Review: Future of Film Summit
Variety and Digital Media Wire held the Future of Film Summit this afternoon at the uber-hip London Hotel in West Hollywood. This year’s agenda: Dealmaking in the Age of Digital Cinema. The event ran smoothly and the panelists were informed and engaging. The audience wasn’t as sophisticated as one might find at Variety’s annual Film Finance Forum, but it wasn’t entirely pedestrian either.
Like the America Film Market that preceded it this week, this conference could be summed up in two letters: 3D. 3D Films, 3D theaters, 3D televisions, 3D Blu-ray, 3D sound, Jon “3D” Landau keynote, and more were all well represented here today. And with good reason. The interesting statistic that kicked off the program was
3D adds 21% to box office.
Veteran foreign sales agent Robbie Little hit the nail on the head with: “saying your film is 3D is like saying it’s in color.”
The conference ran parallel tracks: one on film finance and one on digital distribution. In hopes of learning something new, I attended the digital distribution panel, which I found engaging. Dolby, Sony Home Ent., Oscilliscope, NATO, Magnolia, and Cinedigm represented the first panel: How is Technology a Game Changer?
As expected (and hoped), the dominant topic was Premium VOD (which I tweeted about last week) and the effect its window will have on theatrical exhibitors. John Fithian of the Nation Assoc. of Theatre Owners held the line that Premium VOD (the recently proposed $30 to $50 VOD release during the initial theatrical window) will lose two dimes in exchange for one nickel. The first dime being from theatre goers that opt to watch the movie at home as a group (like a pay-per-view event) instead of going out. The other dime from the fact that the Premium VOD release creates a pristine copy for pirates during the theatrical window, before any DVD release. He noted that four people watching the PVOD event will only generate $30 in revenue, compared to $80+ at a theatre. I don’t think the first dime is a fair trade for that nickel, because a lot of people will pay that wouldn’t have gone to the theatre anyway, like parents of small children. The piracy issue, however, has some serious merit and could wreak havoc for international distributors, especially in Russia, Eastern Europe, China, Spain, Latin America, and more.

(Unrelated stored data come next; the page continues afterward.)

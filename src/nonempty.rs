//! Non-empty vector used to hold validation messages
//!
//! `NonEmptyVec<T>` stores its first element separately from the rest, so a
//! value of this type always has at least one element. `Validated` uses
//! [`Messages`] (a `NonEmptyVec<String>`) as its failure payload, which makes
//! an `Invalid` without any message impossible to build.
//!
//! # Examples
//!
//! ```
//! use validated::NonEmptyVec;
//!
//! let messages = NonEmptyVec::new("too short", vec!["missing digit"]);
//! assert_eq!(messages.head(), &"too short");
//! assert_eq!(messages.len(), 2);
//!
//! assert!(NonEmptyVec::<&str>::from_vec(Vec::new()).is_none());
//! ```

use std::fmt;

use crate::Semigroup;

/// The failure payload of an `Invalid`: one or more human-readable messages.
pub type Messages = NonEmptyVec<String>;

/// A vector guaranteed to contain at least one element.
///
/// Elements keep their insertion order and duplicates are allowed.
#[derive(Debug, Clone, PartialEq, Eq, Hash)]
pub struct NonEmptyVec<T> {
    head: T,
    tail: Vec<T>,
}

impl<T> NonEmptyVec<T> {
    /// Create a vector from its first element and the remaining ones.
    ///
    /// ```
    /// use validated::NonEmptyVec;
    ///
    /// let nev = NonEmptyVec::new(1, vec![2, 3]);
    /// assert_eq!(nev.into_vec(), vec![1, 2, 3]);
    /// ```
    pub fn new(head: T, tail: Vec<T>) -> Self {
        Self { head, tail }
    }

    /// Create a vector holding exactly one element.
    pub fn singleton(value: T) -> Self {
        Self::new(value, Vec::new())
    }

    /// Convert a `Vec`, returning `None` when it is empty.
    ///
    /// ```
    /// use validated::NonEmptyVec;
    ///
    /// assert_eq!(NonEmptyVec::from_vec(vec![7]), Some(NonEmptyVec::singleton(7)));
    /// assert_eq!(NonEmptyVec::<i32>::from_vec(vec![]), None);
    /// ```
    pub fn from_vec(vec: Vec<T>) -> Option<Self> {
        let mut iter = vec.into_iter();
        let head = iter.next()?;
        Some(Self::new(head, iter.collect()))
    }

    /// First element; always present.
    pub fn head(&self) -> &T {
        &self.head
    }

    /// Every element after the first.
    pub fn tail(&self) -> &[T] {
        &self.tail
    }

    /// Last element; equal to `head()` for a singleton.
    pub fn last(&self) -> &T {
        self.tail.last().unwrap_or(&self.head)
    }

    /// Number of elements, never less than one.
    pub fn len(&self) -> usize {
        1 + self.tail.len()
    }

    /// Always `false`. Present to satisfy `clippy::len_without_is_empty`.
    pub fn is_empty(&self) -> bool {
        false
    }

    /// Append an element at the end.
    pub fn push(&mut self, value: T) {
        self.tail.push(value);
    }

    /// Apply `f` to every element, keeping order.
    ///
    /// ```
    /// use validated::NonEmptyVec;
    ///
    /// let upper = NonEmptyVec::new("a", vec!["b"]).map(str::to_uppercase);
    /// assert_eq!(upper.into_vec(), vec!["A", "B"]);
    /// ```
    pub fn map<U, F>(self, mut f: F) -> NonEmptyVec<U>
    where
        F: FnMut(T) -> U,
    {
        let head = f(self.head);
        NonEmptyVec::new(head, self.tail.into_iter().map(f).collect())
    }

    /// Iterate over the elements by reference.
    pub fn iter(&self) -> impl Iterator<Item = &T> {
        std::iter::once(&self.head).chain(self.tail.iter())
    }

    /// Flatten into a plain `Vec`, head first.
    pub fn into_vec(self) -> Vec<T> {
        let mut vec = Vec::with_capacity(self.len());
        vec.push(self.head);
        vec.extend(self.tail);
        vec
    }
}

impl<T> From<NonEmptyVec<T>> for Vec<T> {
    fn from(nev: NonEmptyVec<T>) -> Self {
        nev.into_vec()
    }
}

// Concatenation, left operand first.
impl<T> Semigroup for NonEmptyVec<T> {
    fn combine(mut self, other: Self) -> Self {
        self.tail.reserve(other.len());
        self.tail.push(other.head);
        self.tail.extend(other.tail);
        self
    }
}

impl<T> IntoIterator for NonEmptyVec<T> {
    type Item = T;
    type IntoIter = std::iter::Chain<std::iter::Once<T>, std::vec::IntoIter<T>>;

    fn into_iter(self) -> Self::IntoIter {
        std::iter::once(self.head).chain(self.tail)
    }
}

impl<'a, T> IntoIterator for &'a NonEmptyVec<T> {
    type Item = &'a T;
    type IntoIter = std::iter::Chain<std::iter::Once<&'a T>, std::slice::Iter<'a, T>>;

    fn into_iter(self) -> Self::IntoIter {
        std::iter::once(&self.head).chain(self.tail.iter())
    }
}

impl<T> std::ops::Index<usize> for NonEmptyVec<T> {
    type Output = T;

    fn index(&self, index: usize) -> &Self::Output {
        match index {
            0 => &self.head,
            n => &self.tail[n - 1],
        }
    }
}

impl<T: fmt::Display> fmt::Display for NonEmptyVec<T> {
    fn fmt(&self, f: &mut fmt::Formatter<'_>) -> fmt::Result {
        write!(f, "{}", self.head)?;
        for item in &self.tail {
            write!(f, "; {}", item)?;
        }
        Ok(())
    }
}

#[cfg(feature = "serde")]
mod serde_impl {
    use serde::{Deserialize, Deserializer, Serialize, Serializer};

    use super::NonEmptyVec;

    impl<T: Serialize> Serialize for NonEmptyVec<T> {
        fn serialize<S: Serializer>(&self, serializer: S) -> Result<S::Ok, S::Error> {
            serializer.collect_seq(self.iter())
        }
    }

    impl<'de, T: Deserialize<'de>> Deserialize<'de> for NonEmptyVec<T> {
        fn deserialize<D: Deserializer<'de>>(deserializer: D) -> Result<Self, D::Error> {
            let items = Vec::<T>::deserialize(deserializer)?;
            NonEmptyVec::from_vec(items)
                .ok_or_else(|| serde::de::Error::custom("expected at least one element"))
        }
    }
}

#[cfg(test)]
mod tests {
    use super::*;

    #[test]
    fn test_singleton() {
        let nev = NonEmptyVec::singleton("only");
        assert_eq!(nev.head(), &"only");
        assert_eq!(nev.last(), &"only");
        assert!(nev.tail().is_empty());
        assert_eq!(nev.len(), 1);
        assert!(!nev.is_empty());
    }

    #[test]
    fn test_from_vec_keeps_order() {
        let nev = NonEmptyVec::from_vec(vec!["a", "b", "a"]).unwrap();
        assert_eq!(nev.head(), &"a");
        assert_eq!(nev.tail(), &["b", "a"]);
        assert_eq!(nev.last(), &"a");
    }

    #[test]
    fn test_from_empty_vec() {
        assert!(NonEmptyVec::<String>::from_vec(Vec::new()).is_none());
    }

    #[test]
    fn test_combine_concatenates_left_first() {
        let left = NonEmptyVec::new("E1", vec!["E2"]);
        let right = NonEmptyVec::singleton("E3");
        assert_eq!(left.combine(right).into_vec(), vec!["E1", "E2", "E3"]);
    }

    #[test]
    fn test_combine_keeps_duplicates() {
        let combined = NonEmptyVec::singleton("same").combine(NonEmptyVec::singleton("same"));
        assert_eq!(combined.len(), 2);
    }

    #[test]
    fn test_push_and_index() {
        let mut nev = NonEmptyVec::singleton(1);
        nev.push(2);
        assert_eq!(nev[0], 1);
        assert_eq!(nev[1], 2);
    }

    #[test]
    #[should_panic]
    fn test_index_out_of_bounds() {
        let nev = NonEmptyVec::singleton(1);
        let _ = nev[1];
    }

    #[test]
    fn test_iterators_agree() {
        let nev = NonEmptyVec::new(1, vec![2, 3]);
        let borrowed: Vec<i32> = (&nev).into_iter().copied().collect();
        let owned: Vec<i32> = nev.into_iter().collect();
        assert_eq!(borrowed, owned);
    }

    #[test]
    fn test_display_joins_with_semicolons() {
        let nev = NonEmptyVec::new("first".to_string(), vec!["second".to_string()]);
        assert_eq!(nev.to_string(), "first; second");
    }

    #[cfg(feature = "serde")]
    #[test]
    fn test_serde_rejects_empty() {
        let nev: NonEmptyVec<String> = serde_json::from_str(r#"["a","b"]"#).unwrap();
        assert_eq!(nev.len(), 2);
        assert_eq!(serde_json::to_string(&nev).unwrap(), r#"["a","b"]"#);

        let err = serde_json::from_str::<NonEmptyVec<String>>("[]").unwrap_err();
        assert!(err.to_string().contains("at least one element"));
    }
}
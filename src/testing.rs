//! Helpers for testing code that produces `Validated` values
//!
//! The assertion macros print the unexpected side of a `Validated` when they
//! fail, which reads better in test output than `assert!(v.is_valid())`.
//! With the `proptest` feature enabled, `NonEmptyVec` and `Validated` also
//! implement `Arbitrary`.
//!
//! # Examples
//!
//! ```rust
//! use validated::{assert_invalid, assert_messages, assert_valid, Validated};
//!
//! assert_valid!(Validated::valid(35));
//! assert_invalid!(Validated::<i32>::invalid("negative"));
//! assert_messages!(Validated::<i32>::invalid("negative"), ["negative"]);
//! ```

/// Assert that a validation is `Valid`, optionally comparing its value.
///
/// ```rust
/// use validated::{assert_valid, Validated};
///
/// assert_valid!(Validated::valid(1));
/// assert_valid!(Validated::valid(1), 1);
/// ```
#[macro_export]
macro_rules! assert_valid {
    ($validated:expr) => {
        match $validated {
            $crate::Validated::Valid(_) => {}
            $crate::Validated::Invalid(messages) => {
                panic!("Expected Valid, got Invalid: {:?}", messages);
            }
        }
    };
    ($validated:expr, $expected:expr) => {
        match $validated {
            $crate::Validated::Valid(value) => assert_eq!(value, $expected),
            $crate::Validated::Invalid(messages) => {
                panic!("Expected Valid, got Invalid: {:?}", messages);
            }
        }
    };
}

/// Assert that a validation is `Invalid`.
#[macro_export]
macro_rules! assert_invalid {
    ($validated:expr) => {
        match $validated {
            $crate::Validated::Invalid(_) => {}
            $crate::Validated::Valid(value) => {
                panic!("Expected Invalid, got Valid: {:?}", value);
            }
        }
    };
}

/// Assert that a validation is `Invalid` with exactly these messages, in order.
///
/// ```rust
/// use validated::{assert_messages, accum, Validated};
///
/// let v = accum(Validated::<u8>::invalid("E1"), Validated::<u8>::invalid("E2"), |a, b| a + b);
/// assert_messages!(v, ["E1", "E2"]);
/// ```
#[macro_export]
macro_rules! assert_messages {
    ($validated:expr, [$($expected:expr),+ $(,)?]) => {
        match $validated {
            $crate::Validated::Invalid(messages) => {
                let actual: Vec<String> = messages.into_vec();
                let expected: Vec<String> = vec![$(String::from($expected)),+];
                assert_eq!(actual, expected);
            }
            $crate::Validated::Valid(value) => {
                panic!("Expected Invalid with messages, got Valid: {:?}", value);
            }
        }
    };
}

#[cfg(feature = "proptest")]
mod arbitrary {
    use proptest::prelude::*;

    use crate::{NonEmptyVec, Validated};

    impl<T> Arbitrary for NonEmptyVec<T>
    where
        T: Arbitrary + 'static,
    {
        type Parameters = ();
        type Strategy = BoxedStrategy<Self>;

        fn arbitrary_with(_: Self::Parameters) -> Self::Strategy {
            (any::<T>(), prop::collection::vec(any::<T>(), 0..4))
                .prop_map(|(head, tail)| NonEmptyVec::new(head, tail))
                .boxed()
        }
    }

    impl<A> Arbitrary for Validated<A>
    where
        A: Arbitrary + 'static,
    {
        type Parameters = A::Parameters;
        type Strategy = BoxedStrategy<Self>;

        fn arbitrary_with(args: Self::Parameters) -> Self::Strategy {
            prop_oneof![
                any_with::<A>(args).prop_map(Validated::valid),
                any::<NonEmptyVec<String>>().prop_map(Validated::invalid_many),
            ]
            .boxed()
        }
    }
}
//! Associative combination of failure payloads
//!
//! Accumulating validations need a way to merge the failures of two inputs.
//! `Semigroup` captures exactly that: an associative `combine`. The crate
//! implements it for `NonEmptyVec` (the `Invalid` payload), `Vec` and
//! `String`.
//!
//! # Laws
//!
//! ```text
//! a.combine(b).combine(c) == a.combine(b.combine(c))
//! ```
//!
//! # Examples
//!
//! ```
//! use validated::Semigroup;
//!
//! let merged = vec!["name is empty"].combine(vec!["age is negative"]);
//! assert_eq!(merged, vec!["name is empty", "age is negative"]);
//! ```

/// A type with an associative binary operation.
///
/// `combine` takes both operands by value; the result is a new value and
/// neither input remains observable afterwards.
pub trait Semigroup: Sized {
    /// Merge `other` into `self`, `self` first.
    fn combine(self, other: Self) -> Self;
}

impl<T> Semigroup for Vec<T> {
    #[inline]
    fn combine(mut self, other: Self) -> Self {
        self.extend(other);
        self
    }
}

impl Semigroup for String {
    #[inline]
    fn combine(mut self, other: Self) -> Self {
        self.push_str(&other);
        self
    }
}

Marc Cuban and Todd Wagner’s Magnolia Pictures (Magnet Releasing) has been playing with distribution windows using day-and-date and Super VOD offerings for several years now with tremendous success. Tom Quinn (SVP Magnolia) had this amazing statistic that
80% of the time they see overages from Super VOD.
Obviously, we have no idea what kind of MG’s and marketing costs are being incurred and recouped on behalf of these films, but it appears to be paying off. This is niche content that is targeted at niche audiences, which alleviates the need for mass market P&A.
Meanwhile, down the hall at the the film finance panel’s Q&A, an audience member asked the panel for their thoughts on crowd funding. The response … crickets. Apparently nobody knew anything about it. That is a shame.
All in all, I recommend attending The Future of Film Summit in the future…. especially when I am on the panels.